Please find my comments inline [Minh]

Thanks,
Minh

On 11/02/16 17:10, praveen malviya wrote:
> Hi Minh,
>
> I have marked some doubts with [Praveen]. Could you please answer 
> them, it will helpful in understanding the changes in AMFD and AMFND.
>
> Thanks,
> Praveen
>
> On 20-Jan-16 9:03 AM, Minh Hon Chau wrote:
>>   osaf/services/saf/amf/README-HEADLESS | 123 
>> ++++++++++++++++++++++++++++++++++
>>   1 files changed, 123 insertions(+), 0 deletions(-)
>>
>>
>> diff --git a/osaf/services/saf/amf/README-HEADLESS 
>> b/osaf/services/saf/amf/README-HEADLESS
>> new file mode 100644
>> --- /dev/null
>> +++ b/osaf/services/saf/amf/README-HEADLESS
>> @@ -0,0 +1,123 @@
>> +#
>> +#      -*- OpenSAF  -*-
>> +#
>> +# (C) Copyright 2016 The OpenSAF Foundation
>> +#
>> +# This program is distributed in the hope that it will be useful, but
>> +# WITHOUT ANY WARRANTY; without even the implied warranty of 
>> MERCHANTABILITY
>> +# or FITNESS FOR A PARTICULAR PURPOSE. This file and program are 
>> licensed
>> +# under the GNU Lesser General Public License Version 2.1, February 
>> 1999.
>> +# The complete license can be accessed from the following location:
>> +# http://opensource.org/licenses/lgpl-license.php
>> +# See the Copying file included with the OpenSAF distribution for full
>> +# licensing terms.
>> +#
>> +# Author(s): Ericsson AB
>> +#
>> +
>> +GENERAL
>> +-------
>> +
>> +This is a description of how the AMF service handles being headless 
>> (SC down)
>> +and recovery (SC up).
>> +
>> +CONFIGURATION
>> +-------------
>> +
>> +AMF reads the "scAbsenceAllowed" attribute to determine if headless 
>> mode is
>> +supported. A positive integer indicates the number of seconds AMF 
>> will tolerate
>> +being headless, and a zero value indicates the headless feature is 
>> disabled.
>> +
>> +Normally, the AMF Node Director (amfnd) restarts a node if there is 
>> no active
>> +AMF Director (amfd). If headless support is enabled, the Node 
>> Director will
>> +delay the restart for the duration specified in "scAbsenceAllowed". 
>> If a SC
>> +recovers during the period, the restart is aborted.
>> +
> [Praveen] What happens to controller amfnds? It there is problem with 
> only directors on the controller then how controller amfnd reacts to 
> it. Is there any difference between the handling for AMFND on 
> controllers and on payloads.
> [Minh] The usecase is to take down the whole SC, not just only amfd. 

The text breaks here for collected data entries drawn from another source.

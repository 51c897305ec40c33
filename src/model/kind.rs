use std::fmt;

/// Describes a namespace of versioned data kept in a [`Store`](crate::store::FeatureStore).
///
/// Flags and segments are otherwise handled identically by the store: it
/// only ever looks at key, version and the deleted bit. Branching on this
/// descriptor instead of on a `Flag`/`Segment` type distinction keeps the
/// store, the caching wrapper and the data source polymorphic over both
/// kinds without a trait object per item.
#[derive(Clone, Copy, Debug, PartialEq, Eq, Hash)]
pub struct Kind {
    /// Name used as the streaming/polling path segment and the store's
    /// inner-namespace key (e.g. `"features"`, `"segments"`).
    pub namespace: &'static str,
}

impl Kind {
    pub const FEATURES: Kind = Kind {
        namespace: "flags",
    };
    pub const SEGMENTS: Kind = Kind {
        namespace: "segments",
    };

    pub const ALL: [Kind; 2] = [Kind::FEATURES, Kind::SEGMENTS];

    /// Parse a streaming/polling path's leading segment (e.g. `"flags"`
    /// from `/flags/my-flag`) back into a `Kind`.
    pub fn from_path_segment(segment: &str) -> Option<Kind> {
        Kind::ALL.iter().copied().find(|k| k.namespace == segment)
    }
}

impl fmt::Display for Kind {
    fn fmt(&self, f: &mut fmt::Formatter<'_>) -> fmt::Result {
        f.write_str(self.namespace)
    }
}

/// Common shape of every item a [`Store`](crate::store::FeatureStore) holds,
/// regardless of [`Kind`].
pub trait VersionedData: Clone {
    fn key(&self) -> &str;
    fn version(&self) -> u64;
    fn deleted(&self) -> bool;

    /// Build a tombstone for this type at the given key/version. Used by
    /// `delete` and by the caching wrapper when synthesizing a deletion.
    fn tombstone(key: &str, version: u64) -> Self;
}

> The behaviour of amfnd on controller would be similar as before, we're 
> using leds_set in node_up to indicate which amfnd is newly started or 
> veteran. From there, the handling of node_up message in amfd will 
> treat amfnd differently up on leds_set.

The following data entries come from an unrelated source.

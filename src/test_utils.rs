//! Test-only fixtures: flag/segment builders and a no-op [`Source`],
//! mirroring the teacher's `test_utils.rs` but built on the hand-written
//! model and the new `Kind`-polymorphic store.

use crate::message::Message;
use crate::model::{
    rollout::{Rollout, VariationOrRollout, WeightedVariation},
    rule::Target,
    Flag, Segment,
};
use crate::source::Source;
use crate::store::{FeatureStore, Item, Kind, MemoryStore};
use std::convert::Infallible;

/// A [`Source`] that never produces an update and never ends, for tests
/// that only care about evaluation against a pre-populated store.
pub struct NullSource;

impl Source for NullSource {
    type Error = Infallible;
    type Stream = futures::stream::Pending<Result<Message, Self::Error>>;

    fn stream(&self) -> Self::Stream {
        futures::stream::pending()
    }
}

/// Insert a [`Flag`] or [`Segment`] into a [`MemoryStore`] by serializing
/// it the same way a real `put`/`patch` payload would arrive.
pub async fn put_flag(store: &MemoryStore, flag: &Flag) {
    let item = Item::new(flag.key.clone(), flag.version, serde_json::to_value(flag).unwrap());
    store.upsert(Kind::FEATURES, item).await.unwrap();
}

pub async fn put_segment(store: &MemoryStore, segment: &Segment) {
    let item = Item::new(
        segment.key.clone(),
        segment.version,
        serde_json::to_value(segment).unwrap(),
    );
    store.upsert(Kind::SEGMENTS, item).await.unwrap();
}

pub struct FlagBuilder(Flag);

impl Default for FlagBuilder {
    fn default() -> Self {
        Self(Flag {
            key: "my-test-flag".into(),
            version: 1,
            on: true,
            prerequisites: Vec::new(),
            targets: Vec::new(),
            rules: Vec::new(),
            fallthrough: VariationOrRollout {
                variation: Some(0),
                rollout: None,
            },
            off_variation: Some(0),
            variations: vec![serde_json::json!(false), serde_json::json!(true)],
            salt: "test-salt".into(),
            track_events: false,
            track_events_fallthrough: false,
            debug_events_until_date: None,
            client_side: false,
            deleted: false,
        })
    }
}

#[allow(dead_code)]
impl FlagBuilder {
    pub fn new() -> Self {
        Self::default()
    }

    pub fn off(mut self) -> Self {
        self.0.on = false;
        self
    }

    pub fn on(mut self) -> Self {
        self.0.on = true;
        self
    }

    pub fn with_key<K: Into<String>>(mut self, key: K) -> Self {
        self.0.key = key.into();
        self
    }

    pub fn with_version(mut self, version: u64) -> Self {
        self.0.version = version;
        self
    }

    pub fn with_variations<I, V>(mut self, iter: I) -> Self
    where
        I: IntoIterator<Item = V>,
        V: Into<serde_json::Value>,
    {
        self.0.variations = iter.into_iter().map(Into::into).collect();
        self
    }

    pub fn with_off_variation(mut self, idx: usize) -> Self {
        self.0.off_variation = Some(idx);
        self
    }

    pub fn with_fallthrough_variation(mut self, idx: usize) -> Self {
        self.0.fallthrough = VariationOrRollout {
            variation: Some(idx),
            rollout: None,
        };
        self
    }

    pub fn with_fallthrough_rollout<I: IntoIterator<Item = (usize, u32)>>(mut self, variations: I) -> Self {
        let variations = variations
            .into_iter()
            .map(|(variation, weight)| WeightedVariation { variation, weight })
            .collect();
        self.0.fallthrough = VariationOrRollout {
            variation: None,
            rollout: Some(Rollout {
                variations,
                bucket_by: None,
            }),
        };
        self
    }

    pub fn with_rules(mut self, rules: Vec<crate::model::Rule>) -> Self {
        self.0.rules = rules;
        self
    }

    pub fn with_prerequisites(mut self, prerequisites: Vec<crate::model::Prerequisite>) -> Self {
        self.0.prerequisites = prerequisites;
        self
    }

    pub fn clear_targets(mut self) -> Self {
        self.0.targets = Vec::new();
        self
    }

    pub fn add_target<V: Into<String>>(mut self, variation: usize, value: V) -> Self {
        if let Some(target) = self.0.targets.iter_mut().find(|t| t.variation == variation) {
            target.values.push(value.into());
        } else {
            self.0.targets.push(Target {
                variation,
                values: vec![value.into()],
            });
        }
        self
    }

    pub fn with_track_events(mut self, track: bool) -> Self {
        self.0.track_events = track;
        self
    }

    pub fn into_inner(self) -> Flag {
        self.0
    }
}

pub struct SegmentBuilder(Segment);

impl Default for SegmentBuilder {
    fn default() -> Self {
        Self(Segment {
            key: "my-test-segment".into(),
            version: 1,
            included: Default::default(),
            excluded: Default::default(),
            rules: Vec::new(),
            salt: "test-salt".into(),
            deleted: false,
        })
    }
}

#[allow(dead_code)]
impl SegmentBuilder {
    pub fn new() -> Self {
        Self::default()
    }

    pub fn with_key<K: Into<String>>(mut self, key: K) -> Self {
        self.0.key = key.into();
        self
    }

    pub fn with_version(mut self, version: u64) -> Self {
        self.0.version = version;
        self
    }

    pub fn included<I: IntoIterator<Item = S>, S: Into<String>>(mut self, iter: I) -> Self {
        self.0.included = iter.into_iter().map(Into::into).collect();
        self
    }

    pub fn excluded<I: IntoIterator<Item = S>, S: Into<String>>(mut self, iter: I) -> Self {
        self.0.excluded = iter.into_iter().map(Into::into).collect();
        self
    }

    pub fn with_rules(mut self, rules: Vec<crate::model::rule::SegmentRule>) -> Self {
        self.0.rules = rules;
        self
    }

    pub fn into_inner(self) -> Segment {
        self.0
    }
}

>> +IMPLEMENTATION DETAILS
>> +----------------------
>> +
>> +* Amfnd detects being headless:
>> +Up on receiving NCSMDS_DOWN event which indicates the last active SC 
>> has
>> +gone, amfnd does not reboot node and entering headless mode (if 
>> saAbsenceAllowed
>> +configured)
>> +
>> +* Escalation and Recovery during headless:
>> +The Restart faulty is still real-time recovered as before, while 
>> only recovery
>> +has failover/switchover involved will be delayed until amfd up.
> [Praveen] For comp restart recovery failover and switchover are not 
> aplicable, so which type of switchover or failover.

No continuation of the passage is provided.